Nos interesa Manodrome por su lucidez para capturar las tensiones de una contemporaneidad, como la que sufría el supuesto veterano de guerra Travis Brickle, que denigra la dignidad del individuo como maquinaria de un sistema social del que no hay escapatoria. Emerge así la reacción visceral fascista, con su xenofobia, machismo y homofobia, con su culto al músculo como eje de tensiones y a la violencia como una solución expeditiva a tanta frustración (en algunos momentos recuerda a Día de furia), si bien hay algo mimético en todo ello, como si formara parte de un ideario, de la necesidad de incluir todas las sociopatías de nuestro tiempo en la mente del protagonista. No en vano, estamos quizá ante una de las propuestas más descarnadas y enfermizas del reciente cine americano, que podría llevar el sello de Aronofsky por su voluntad previa de generar controversia. El debut de Tengrove con su anterior filme, The Wound (2018), ya se beneficiaba de esa estrategia, más allá de ser considerada una de las películas LGTB más importantes de los últimos tiempos.
En cualquier caso, las ideas cinematográficas puestas en práctica en Manodrome, y sus múltiples guiños a la obra maestra de Scorsese, no son en ningún caso despreciables. Hay un cineasta detrás llevado por una enérgica determinación de inscribirse en la tradición del cine americano que ha retratado a sus sociópatas y seres desplazados desde por lo menos la fordiana Centauros del desierto.
La estética y el diseño sonoro, altamente expresivos, están finalmente al servicio de un guion que, en sus detalles, logra establecer una tensión perpetua, una permanente incomodidad en el espectador, un estado del alma enrarecido, prisionero en un limbo que se negocia entre la integridad y la locura. Todo está siempre a punto de estallar. Eisenberg además, que está en cada uno de los planos de la película (en lo que Paul Schrader llamaría una película monoteísta porque su protagonista es su único Dios), parece haber encontrado el papel a la altura de su intensidad antiheroica, y al mismo tiempo completamente distinto a todo lo que ha hecho anteriormente.
Un mediocre melodrama rural
En la sección oficial en concurso por el Oso de Oro también ha podido verse la producción alemana Someday We’ll Tell Each Other Everything, dirigida desde la mediocridad de Emily Atef. Es un melodrama rural, situado en 1990, en torno al deseo femenino de una joven de 17 años fascinada por un vecino de 40 años que se quiere metáfora de los secretos, confusiones y libertades recuperados durante la reunificación alemana.

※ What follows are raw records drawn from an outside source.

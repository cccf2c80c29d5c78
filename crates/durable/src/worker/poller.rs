//! Polling with exponential backoff
//!
//! Both workers claim rows on an adaptive interval: back off while the
//! store has nothing due, snap back to the minimum once work shows up.

use std::time::Duration;

use tokio::sync::watch;
use tracing::{debug, trace};

/// Polling configuration
#[derive(Debug, Clone, PartialEq)]
pub struct PollerConfig {
    /// Minimum poll interval (when work is available)
    pub min_interval: Duration,

    /// Maximum poll interval (when idle)
    pub max_interval: Duration,

    /// Backoff multiplier when nothing was claimed
    pub backoff_multiplier: f64,

    /// Maximum rows to claim per poll
    pub batch_size: usize,
}

impl Default for PollerConfig {
    fn default() -> Self {
        Self {
            min_interval: Duration::from_millis(100),
            max_interval: Duration::from_secs(5),
            backoff_multiplier: 1.5,
            batch_size: 10,
        }
    }
}

impl PollerConfig {
    pub fn new() -> Self {
        Self::default()
    }

    pub fn with_min_interval(mut self, interval: Duration) -> Self {
        self.min_interval = interval;
        if self.max_interval < interval {
            self.max_interval = interval;
        }
        self
    }

    pub fn with_max_interval(mut self, interval: Duration) -> Self {
        self.max_interval = interval.max(self.min_interval);
        self
    }

    pub fn with_backoff_multiplier(mut self, multiplier: f64) -> Self {
        self.backoff_multiplier = multiplier.max(1.0);
        self
    }

    pub fn with_batch_size(mut self, size: usize) -> Self {
        self.batch_size = size.max(1);
        self
    }
}

/// Adaptive poll interval
pub struct Backoff {
    config: PollerConfig,
    current_interval: Duration,
}

impl Backoff {
    pub fn new(config: PollerConfig) -> Self {
        Self {
            current_interval: config.min_interval,
            config,
        }
    }

    /// Record how many rows the last poll claimed
    pub fn record(&mut self, claimed: usize) {
        if claimed == 0 {
            self.increase();
            trace!(
                interval_ms = self.current_interval.as_millis() as u64,
                "Nothing claimed, backing off"
            );
        } else {
            self.reset();
        }
    }

    /// Wait for the current interval
    ///
    /// Returns `true` if shutdown was signaled while waiting.
    pub async fn wait(&self, shutdown_rx: &mut watch::Receiver<bool>) -> bool {
        if *shutdown_rx.borrow() {
            return true;
        }
        tokio::select! {
            _ = tokio::time::sleep(self.current_interval) => false,
            _ = shutdown_rx.changed() => {
                debug!("Shutdown signal received during wait");
                true
            }
        }
    }

    pub fn current_interval(&self) -> Duration {
        self.current_interval
    }

    fn reset(&mut self) {
        self.current_interval = self.config.min_interval;
    }

    fn increase(&mut self) {
        let next = Duration::from_secs_f64(
            self.current_interval.as_secs_f64() * self.config.backoff_multiplier,
        );
        self.current_interval = next.min(self.config.max_interval);
    }
}

#[cfg(test)]
mod tests {
    use super::*;

    #[test]
    fn test_default_config() {
        let config = PollerConfig::default();
        assert_eq!(config.min_interval, Duration::from_millis(100));
        assert_eq!(config.max_interval, Duration::from_secs(5));
        assert_eq!(config.backoff_multiplier, 1.5);
        assert_eq!(config.batch_size, 10);
    }

    #[test]
    fn test_config_builder() {
        let config = PollerConfig::new()
            .with_min_interval(Duration::from_millis(50))
            .with_max_interval(Duration::from_secs(10))
            .with_backoff_multiplier(2.0)
            .with_batch_size(20);

        assert_eq!(config.min_interval, Duration::from_millis(50));
        assert_eq!(config.max_interval, Duration::from_secs(10));
        assert_eq!(config.backoff_multiplier, 2.0);
        assert_eq!(config.batch_size, 20);
    }

    #[test]
    fn test_backoff_grows_and_resets() {
        let config = PollerConfig::new()
            .with_min_interval(Duration::from_millis(100))
            .with_max_interval(Duration::from_millis(300))
            .with_backoff_multiplier(2.0);
        let mut backoff = Backoff::new(config);

        backoff.record(0);
        assert_eq!(backoff.current_interval(), Duration::from_millis(200));
        backoff.record(0);
        assert_eq!(backoff.current_interval(), Duration::from_millis(300));

        backoff.record(3);
        assert_eq!(backoff.current_interval(), Duration::from_millis(100));
    }

    #[tokio::test]
    async fn test_wait_returns_on_shutdown() {
        let backoff = Backoff::new(PollerConfig::new().with_min_interval(Duration::from_secs(60)));
        let (tx, mut rx) = watch::channel(false);

        let waiter = tokio::spawn(async move { backoff.wait(&mut rx).await });
        tx.send(true).unwrap();

        assert!(waiter.await.unwrap());
    }
}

Es verano y María pasa los días leyendo en el ático de la granja que comparte con su novio Johannes. Su encuentro con Hemmer, el vecino que vive al otro lado del campo que labra diariamente la familia de su novio, con la que está viviendo, le abrirá las puertas a un mundo de sexo y amour fou que solo podrá conducir a la desgracia. El relato es extraordinariamente similar, incluso en su contexto, con una producción alemana del año pasado, titulada Nadie con los terneros y dirigida por Sabrina Sarabi. La preferimos sin duda a esta, cuyo perfume a viejo melodrama clásico pesa demasiado, tanto como el derroche de minutos y secuencias que no llevan a ningún lugar.